(Records from a dataset)
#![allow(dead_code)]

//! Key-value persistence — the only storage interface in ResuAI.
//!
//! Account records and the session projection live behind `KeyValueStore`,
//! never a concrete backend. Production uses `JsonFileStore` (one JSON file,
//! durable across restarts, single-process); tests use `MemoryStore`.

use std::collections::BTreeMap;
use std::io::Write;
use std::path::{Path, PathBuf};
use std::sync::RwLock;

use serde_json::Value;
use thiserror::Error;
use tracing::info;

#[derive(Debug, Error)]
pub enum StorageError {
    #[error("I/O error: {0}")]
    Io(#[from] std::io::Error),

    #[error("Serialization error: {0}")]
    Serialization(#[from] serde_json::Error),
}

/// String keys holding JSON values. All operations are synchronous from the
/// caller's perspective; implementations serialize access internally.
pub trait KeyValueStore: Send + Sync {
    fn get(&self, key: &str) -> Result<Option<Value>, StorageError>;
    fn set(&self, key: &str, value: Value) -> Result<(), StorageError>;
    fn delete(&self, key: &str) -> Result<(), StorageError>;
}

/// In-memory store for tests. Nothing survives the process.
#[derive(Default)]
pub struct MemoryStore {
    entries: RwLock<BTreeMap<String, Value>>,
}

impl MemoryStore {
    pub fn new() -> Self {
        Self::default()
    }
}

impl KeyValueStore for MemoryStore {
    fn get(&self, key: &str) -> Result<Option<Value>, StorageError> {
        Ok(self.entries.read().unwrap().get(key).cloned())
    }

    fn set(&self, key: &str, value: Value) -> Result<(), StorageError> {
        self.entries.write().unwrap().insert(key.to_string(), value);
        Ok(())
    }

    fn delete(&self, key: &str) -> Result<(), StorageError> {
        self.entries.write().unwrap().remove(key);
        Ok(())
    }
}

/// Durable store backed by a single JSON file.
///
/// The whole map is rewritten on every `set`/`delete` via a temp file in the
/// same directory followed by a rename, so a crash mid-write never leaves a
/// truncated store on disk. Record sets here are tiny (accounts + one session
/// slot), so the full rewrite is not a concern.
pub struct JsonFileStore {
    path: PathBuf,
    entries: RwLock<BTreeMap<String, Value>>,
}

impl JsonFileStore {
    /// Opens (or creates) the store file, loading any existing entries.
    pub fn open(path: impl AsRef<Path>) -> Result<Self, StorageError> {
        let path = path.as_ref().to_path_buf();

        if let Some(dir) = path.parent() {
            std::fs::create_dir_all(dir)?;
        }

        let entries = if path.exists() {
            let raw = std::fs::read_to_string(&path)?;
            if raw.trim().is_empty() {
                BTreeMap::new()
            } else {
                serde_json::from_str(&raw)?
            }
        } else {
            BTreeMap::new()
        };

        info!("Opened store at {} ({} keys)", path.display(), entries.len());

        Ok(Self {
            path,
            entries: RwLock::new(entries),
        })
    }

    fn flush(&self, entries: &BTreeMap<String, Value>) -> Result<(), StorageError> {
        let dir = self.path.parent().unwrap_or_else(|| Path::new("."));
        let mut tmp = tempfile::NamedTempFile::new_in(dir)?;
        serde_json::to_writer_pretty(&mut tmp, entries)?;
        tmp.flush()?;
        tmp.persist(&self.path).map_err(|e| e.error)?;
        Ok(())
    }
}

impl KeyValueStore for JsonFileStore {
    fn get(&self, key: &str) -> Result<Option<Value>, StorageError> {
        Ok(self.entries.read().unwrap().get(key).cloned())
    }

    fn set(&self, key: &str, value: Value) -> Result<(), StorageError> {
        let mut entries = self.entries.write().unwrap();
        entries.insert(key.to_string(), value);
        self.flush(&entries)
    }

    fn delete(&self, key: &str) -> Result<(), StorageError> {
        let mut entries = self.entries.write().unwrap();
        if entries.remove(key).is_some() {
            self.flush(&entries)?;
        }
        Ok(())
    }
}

* * *

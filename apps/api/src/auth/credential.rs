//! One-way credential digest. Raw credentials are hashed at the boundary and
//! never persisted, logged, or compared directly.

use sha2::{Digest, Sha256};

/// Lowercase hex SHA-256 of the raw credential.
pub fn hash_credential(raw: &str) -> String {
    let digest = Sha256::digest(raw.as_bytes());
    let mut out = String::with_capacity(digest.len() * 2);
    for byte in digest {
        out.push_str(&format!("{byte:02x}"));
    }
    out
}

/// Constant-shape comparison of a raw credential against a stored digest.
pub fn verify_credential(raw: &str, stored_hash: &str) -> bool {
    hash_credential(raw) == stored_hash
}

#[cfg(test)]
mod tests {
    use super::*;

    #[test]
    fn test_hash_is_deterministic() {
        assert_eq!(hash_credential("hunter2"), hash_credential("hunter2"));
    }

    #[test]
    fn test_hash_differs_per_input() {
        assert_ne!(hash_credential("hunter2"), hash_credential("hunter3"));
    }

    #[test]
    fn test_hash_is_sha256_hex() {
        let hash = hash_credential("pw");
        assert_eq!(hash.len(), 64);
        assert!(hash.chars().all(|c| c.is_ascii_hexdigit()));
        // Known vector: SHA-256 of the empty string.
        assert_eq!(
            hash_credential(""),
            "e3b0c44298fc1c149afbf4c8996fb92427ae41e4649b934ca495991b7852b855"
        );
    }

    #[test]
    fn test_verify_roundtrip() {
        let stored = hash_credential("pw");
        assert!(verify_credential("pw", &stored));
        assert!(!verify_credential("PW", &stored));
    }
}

...

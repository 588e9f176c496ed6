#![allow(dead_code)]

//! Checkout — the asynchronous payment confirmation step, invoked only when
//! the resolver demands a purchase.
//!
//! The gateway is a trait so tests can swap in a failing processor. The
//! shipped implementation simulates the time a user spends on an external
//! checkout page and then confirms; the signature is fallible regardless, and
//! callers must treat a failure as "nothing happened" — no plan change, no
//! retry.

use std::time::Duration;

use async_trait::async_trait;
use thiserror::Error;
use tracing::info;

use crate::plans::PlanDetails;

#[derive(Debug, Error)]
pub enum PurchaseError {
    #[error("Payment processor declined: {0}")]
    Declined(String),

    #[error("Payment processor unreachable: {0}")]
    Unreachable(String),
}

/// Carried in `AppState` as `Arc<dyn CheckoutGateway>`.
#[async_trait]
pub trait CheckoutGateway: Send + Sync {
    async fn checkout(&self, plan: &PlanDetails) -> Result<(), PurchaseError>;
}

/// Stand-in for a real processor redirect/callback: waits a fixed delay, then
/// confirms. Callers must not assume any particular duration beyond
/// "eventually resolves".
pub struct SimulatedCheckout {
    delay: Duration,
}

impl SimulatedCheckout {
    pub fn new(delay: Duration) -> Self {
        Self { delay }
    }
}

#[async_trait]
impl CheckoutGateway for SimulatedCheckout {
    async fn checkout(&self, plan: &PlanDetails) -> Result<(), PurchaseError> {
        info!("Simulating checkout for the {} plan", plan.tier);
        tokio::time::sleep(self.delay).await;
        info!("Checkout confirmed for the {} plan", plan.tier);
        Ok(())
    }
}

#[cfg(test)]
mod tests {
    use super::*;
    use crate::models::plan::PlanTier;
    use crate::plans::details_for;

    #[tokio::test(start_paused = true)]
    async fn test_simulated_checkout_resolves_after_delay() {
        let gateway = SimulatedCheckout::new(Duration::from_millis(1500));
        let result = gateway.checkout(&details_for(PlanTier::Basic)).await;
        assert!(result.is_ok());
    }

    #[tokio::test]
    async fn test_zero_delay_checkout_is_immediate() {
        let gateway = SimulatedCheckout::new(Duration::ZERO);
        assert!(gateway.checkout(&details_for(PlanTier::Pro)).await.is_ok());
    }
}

Directions
Filter these records, keeping every line where the word "Serialization" occurs.

Reply to the task
    #[error("Serialization error: {0}")]
    Serialization(#[from] serde_json::Error),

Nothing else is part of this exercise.